The Conservative Party, of which Kemi Badenoch has just been elected leader, has been betraying its supporters since 1834. The new Reform party has not yet begun betraying its supporters, but undoubtedly will if it selects parliamentary candidates centrally. Those Brits wishing to achieve the distant miracle of having their country competently governed therefore have a choice to make. Either they must try to reform the Conservatives to become more Tory, in the tradition of the fine 1783-1830 governments, or they must Toryise the Reform party. Both appear difficult, but the difficulties are different, and deciding which Matterhorn to attempt will set the history of the next decade.

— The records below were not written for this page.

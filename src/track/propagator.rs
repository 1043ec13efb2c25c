//! Transport through material
//!
//! [`Propagator`] wraps the geometric transport of [`TrackState`] and adds
//! process noise for the material crossed: multiple scattering scaled by x/X0
//! and, when enabled, the mean energy loss scaled by x·ρ. The energy-loss
//! correction is signed by the propagation direction: moving outward follows
//! the particle and removes energy, moving inward (from the outer detector
//! towards the vertex) gives it back.

use nalgebra::{Matrix2, Matrix2x3, Matrix3, Vector2, Vector3};
use serde::{Deserialize, Serialize};

use super::state::{TrackCovariance, TrackState, UpdateOutcome, CRV, SNP, TGL};
use crate::common::constants::{
    HIGHLAND_CONSTANT, MAX_RELATIVE_ENERGY_LOSS, PION_MASS, STRAIGHT_LINE_CURVATURE,
};
use crate::detector::PassiveShell;
use crate::error::{Result, TrackingError};

/// Material crossed at normal incidence
#[derive(Debug, Clone, Copy, PartialEq, Default)]
pub struct Material {
    /// Radiation-length fraction
    pub x_over_x0: f64,
    /// Density times thickness [g/cm²]
    pub x_rho: f64,
}

impl Material {
    pub const NONE: Material = Material {
        x_over_x0: 0.0,
        x_rho: 0.0,
    };

    pub fn new(x_over_x0: f64, x_rho: f64) -> Self {
        Self { x_over_x0, x_rho }
    }

    #[inline]
    pub fn is_empty(&self) -> bool {
        self.x_over_x0 <= 0.0 && self.x_rho <= 0.0
    }
}

impl From<&PassiveShell> for Material {
    fn from(shell: &PassiveShell) -> Self {
        Material::new(shell.x_over_x0, shell.x_rho)
    }
}

/// Mean specific energy loss [GeV cm²/g] at β²
///
/// Simplified Bethe-Bloch for silicon-like media.
pub fn bethe_bloch(beta2: f64) -> f64 {
    let beta2 = beta2.clamp(1e-6, 1.0 - 1e-12);
    0.153e-3 / beta2 * ((5940.0 * beta2 / (1.0 - beta2)).ln() - beta2)
}

/// Primary vertex estimate
#[derive(Debug, Clone, Copy, PartialEq, Serialize, Deserialize)]
pub struct Vertex {
    /// Global position [cm]
    pub position: Vector3<f64>,
    /// Position covariance [cm²]
    pub covariance: Matrix3<f64>,
}

impl Vertex {
    pub fn new(position: Vector3<f64>, covariance: Matrix3<f64>) -> Self {
        Self {
            position,
            covariance,
        }
    }

    /// Beam spot at the origin with the given transverse and longitudinal sigma
    pub fn beam_spot(sigma_xy: f64, sigma_z: f64) -> Self {
        let covariance = Matrix3::from_diagonal(&Vector3::new(
            sigma_xy * sigma_xy,
            sigma_xy * sigma_xy,
            sigma_z * sigma_z,
        ));
        Self::new(Vector3::zeros(), covariance)
    }

    /// Vertex in the frame at azimuth `alpha`
    ///
    /// Returns the local x and the (y, z) measurement with its covariance.
    pub fn in_frame(&self, alpha: f64) -> (f64, Vector2<f64>, Matrix2<f64>) {
        let (sa, ca) = alpha.sin_cos();
        let (vx, vy, vz) = (self.position.x, self.position.y, self.position.z);
        let x = vx * ca + vy * sa;
        let y = -vx * sa + vy * ca;

        // Rows map global (x, y, z) to local (y, z)
        #[rustfmt::skip]
        let rot = Matrix2x3::new(
            -sa, ca, 0.0,
            0.0, 0.0, 1.0,
        );
        let cov = rot * self.covariance * rot.transpose();
        (x, Vector2::new(y, vz), cov)
    }
}

/// Material-aware propagation for one mass hypothesis
#[derive(Debug, Clone, Copy, PartialEq)]
pub struct Propagator {
    /// Particle mass [GeV]
    pub mass: f64,
    /// Solenoid field [kG]
    pub b_field: f64,
    /// Apply the mean energy-loss correction
    pub energy_loss: bool,
}

impl Default for Propagator {
    fn default() -> Self {
        Self {
            mass: PION_MASS,
            b_field: 5.0,
            energy_loss: true,
        }
    }
}

impl Propagator {
    pub fn new(mass: f64, b_field: f64, energy_loss: bool) -> Self {
        Self {
            mass,
            b_field,
            energy_loss,
        }
    }

    /// Transport to local x, then correct for `material`
    pub fn propagate_to(&self, state: &mut TrackState, x: f64, material: Material) -> Result<()> {
        let direction = (x - state.x()).signum();
        state.transport_to(x)?;
        self.correct_for_material(state, material, direction)
    }

    /// Transport to the cylinder of radius `r`, then correct for `material`
    pub fn propagate_to_radius(
        &self,
        state: &mut TrackState,
        r: f64,
        material: Material,
    ) -> Result<()> {
        let x = state.local_x_at_radius(r)?;
        self.propagate_to(state, x, material)
    }

    /// Cross a list of passive shells in order
    pub fn cross_shells(&self, state: &mut TrackState, shells: &[&PassiveShell]) -> Result<()> {
        for shell in shells {
            self.propagate_to_radius(state, shell.radius, Material::from(*shell))?;
        }
        Ok(())
    }

    /// Add multiple-scattering noise and the energy-loss correction
    ///
    /// `direction` > 0 follows the particle (energy is lost), < 0 goes
    /// against it (energy is restored). Material is scaled by the path length
    /// through a layer perpendicular to local x.
    pub fn correct_for_material(
        &self,
        state: &mut TrackState,
        material: Material,
        direction: f64,
    ) -> Result<()> {
        if material.is_empty() {
            return Ok(());
        }
        let (snp, tgl, c) = (state.snp(), state.tgl(), state.curvature());
        let cos_phi2 = (1.0 - snp) * (1.0 + snp);
        if cos_phi2 <= 0.0 {
            return Err(TrackingError::GeometryMiss { radius: state.x() });
        }
        let one_tgl2 = 1.0 + tgl * tgl;
        let path_factor = (one_tgl2 / cos_phi2).sqrt();
        let x_over_x0 = material.x_over_x0 * path_factor;
        let x_rho = material.x_rho * path_factor;

        // Straight tracks carry no momentum information; assume 1 GeV
        let p = if c.abs() < STRAIGHT_LINE_CURVATURE {
            1.0
        } else {
            state.momentum(self.b_field)
        };
        let p2 = p * p;
        let energy = (p2 + self.mass * self.mass).sqrt();
        let beta2 = p2 / (energy * energy);

        if x_over_x0 > 0.0 {
            let log_term = 1.0 + 0.038 * x_over_x0.ln();
            let theta2 = HIGHLAND_CONSTANT * HIGHLAND_CONSTANT / (beta2 * p2)
                * x_over_x0
                * log_term.max(0.0).powi(2);
            let mut noise = TrackCovariance::zeros();
            noise[(SNP, SNP)] = theta2 * cos_phi2 * one_tgl2;
            noise[(TGL, TGL)] = theta2 * one_tgl2 * one_tgl2;
            noise[(TGL, CRV)] = theta2 * tgl * c * one_tgl2;
            noise[(CRV, TGL)] = noise[(TGL, CRV)];
            noise[(CRV, CRV)] = theta2 * tgl * tgl * c * c;
            state.add_noise(&noise);
        }

        if self.energy_loss && x_rho > 0.0 && c.abs() >= STRAIGHT_LINE_CURVATURE {
            let de = bethe_bloch(beta2) * x_rho;
            if de / energy > MAX_RELATIVE_ENERGY_LOSS {
                return Err(TrackingError::GeometryMiss { radius: state.x() });
            }
            let new_energy = energy - direction.signum() * de;
            let new_p2 = new_energy * new_energy - self.mass * self.mass;
            if new_p2 <= 0.0 {
                return Err(TrackingError::GeometryMiss { radius: state.x() });
            }
            let new_p = new_p2.sqrt();
            state.set_curvature(c * p / new_p);

            // Straggling: 7% spread on the mean loss
            let sigma_de = 0.07 * de;
            let sigma_c = c * energy * sigma_de / new_p2;
            let mut noise = TrackCovariance::zeros();
            noise[(CRV, CRV)] = sigma_c * sigma_c;
            state.add_noise(&noise);
        }
        Ok(())
    }

    /// Propagate to the point of closest approach in x to the vertex and
    /// apply it as a pseudo-measurement
    ///
    /// The vertex covariance is divided by `weight` (< 1 loosens the pull).
    /// `shells` are crossed on the way in. Returns the outcome of the gated
    /// update; a rejected constraint leaves the state at the vertex x.
    pub fn constrain_to_vertex(
        &self,
        state: &mut TrackState,
        vertex: &Vertex,
        weight: f64,
        chi2_max: f64,
        shells: &[&PassiveShell],
    ) -> Result<UpdateOutcome> {
        self.cross_shells(state, shells)?;
        let (x, measurement, cov) = vertex.in_frame(state.alpha());
        self.propagate_to(state, x, Material::NONE)?;
        let cov = cov / weight.max(f64::MIN_POSITIVE);
        state.filter(&measurement, &cov, chi2_max)
    }
}

#[cfg(test)]
mod tests {
    use super::*;
    use crate::common::constants::COVARIANCE_TOLERANCE;
    use crate::common::linalg::is_positive_semidefinite;
    use crate::track::state::TrackParams;
    use nalgebra::Vector5;

    fn state(c: f64) -> TrackState {
        let params = TrackParams::new(0.0, 0.0, 0.0, 0.2, c);
        let cov = TrackCovariance::from_diagonal(&Vector5::new(1e-4, 1e-4, 1e-6, 1e-6, 1e-8));
        TrackState::new(20.0, 0.0, params, cov, 6)
    }

    #[test]
    fn test_zero_material_round_trip() {
        let propagator = Propagator::default();
        let mut s = state(1.5e-3);
        let original = s.clone();
        propagator.propagate_to(&mut s, 5.0, Material::NONE).unwrap();
        propagator.propagate_to(&mut s, 20.0, Material::NONE).unwrap();
        assert!((s.params() - original.params()).amax() < 1e-10);
    }

    #[test]
    fn test_scattering_inflates_angles_only() {
        let propagator = Propagator::new(PION_MASS, 5.0, false);
        let mut s = state(1.5e-3);
        let before = *s.covariance();
        propagator
            .correct_for_material(&mut s, Material::new(0.01, 0.2), -1.0)
            .unwrap();
        let after = *s.covariance();
        assert_eq!(after[(0, 0)], before[(0, 0)]);
        assert!(after[(SNP, SNP)] > before[(SNP, SNP)]);
        assert!(after[(TGL, TGL)] > before[(TGL, TGL)]);
        assert_eq!(s.curvature(), 1.5e-3);
        assert!(is_positive_semidefinite(&after, COVARIANCE_TOLERANCE));
    }

    #[test]
    fn test_energy_loss_sign() {
        let propagator = Propagator::new(PION_MASS, 5.0, true);
        let material = Material::new(0.01, 0.2);

        let mut outward = state(1.5e-3);
        propagator
            .correct_for_material(&mut outward, material, 1.0)
            .unwrap();
        // Losing energy tightens the curvature
        assert!(outward.curvature() > 1.5e-3);

        let mut inward = state(1.5e-3);
        propagator
            .correct_for_material(&mut inward, material, -1.0)
            .unwrap();
        assert!(inward.curvature() < 1.5e-3);
    }

    #[test]
    fn test_stopping_particle_fails() {
        let propagator = Propagator::new(PION_MASS, 5.0, true);
        // ~15 MeV pion through a thick absorber
        let mut s = state(0.1);
        let result = propagator.correct_for_material(&mut s, Material::new(0.5, 50.0), 1.0);
        assert!(result.is_err());
    }

    #[test]
    fn test_bethe_bloch_minimum_ionising() {
        // βγ ≈ 3.5 gives roughly 1.6-1.7 MeV cm²/g
        let beta2 = 3.5_f64.powi(2) / (1.0 + 3.5_f64.powi(2));
        let dedx = bethe_bloch(beta2);
        assert!(dedx > 1.2e-3 && dedx < 2.0e-3, "dedx = {}", dedx);
    }

    #[test]
    fn test_vertex_in_frame() {
        let vertex = Vertex::new(
            Vector3::new(1.0, 0.0, 2.0),
            Matrix3::from_diagonal(&Vector3::new(1e-4, 4e-4, 9e-4)),
        );
        let (x, m, cov) = vertex.in_frame(std::f64::consts::FRAC_PI_2);
        assert!(x.abs() < 1e-12);
        assert!((m[0] + 1.0).abs() < 1e-12);
        assert!((m[1] - 2.0).abs() < 1e-12);
        // Local y is global -x at 90°
        assert!((cov[(0, 0)] - 1e-4).abs() < 1e-15);
        assert!((cov[(1, 1)] - 9e-4).abs() < 1e-15);
    }

    #[test]
    fn test_vertex_constraint_pulls_state() {
        let propagator = Propagator::new(PION_MASS, 5.0, false);
        let mut s = state(1.5e-3);
        s.transport_to(4.0).unwrap();
        let mut params = *s.params();
        params[0] += 0.05;
        let shifted = TrackState::new(s.x(), s.alpha(), params, *s.covariance(), 6);
        let mut s = shifted;

        let vertex = Vertex::beam_spot(0.005, 0.01);
        let outcome = propagator
            .constrain_to_vertex(&mut s, &vertex, 1.0, 1e6, &[])
            .unwrap();
        assert!(outcome.is_accepted());
        assert!(s.x().abs() < 1e-12);
        assert!(s.y().abs() < 0.05);
    }
}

Sir Robert Peel, the Prime Minister, was supposedly highly intelligent but he was not one of the world’s clear thinkers. He would show this in 1829, when he reversed himself to pass Catholic Emancipation, a “reform” that did little for Ireland but revolted the English and Scottish electorate, thus losing the Tories the next election and forcing the Duke of Wellington and Toryism out of office forever. (It would have been far more constructive to give Ireland “Home Rule,” thus short-circuiting almost a century of Irish obstruction and making Catholic Emancipation nugatory.) Peel’s lack of common sense was also shown by his adoption of unilateral free trade with the 1846 Repeal of the Corn Laws, a “reform” that over the next 70 years destroyed Britain’s economic supremacy.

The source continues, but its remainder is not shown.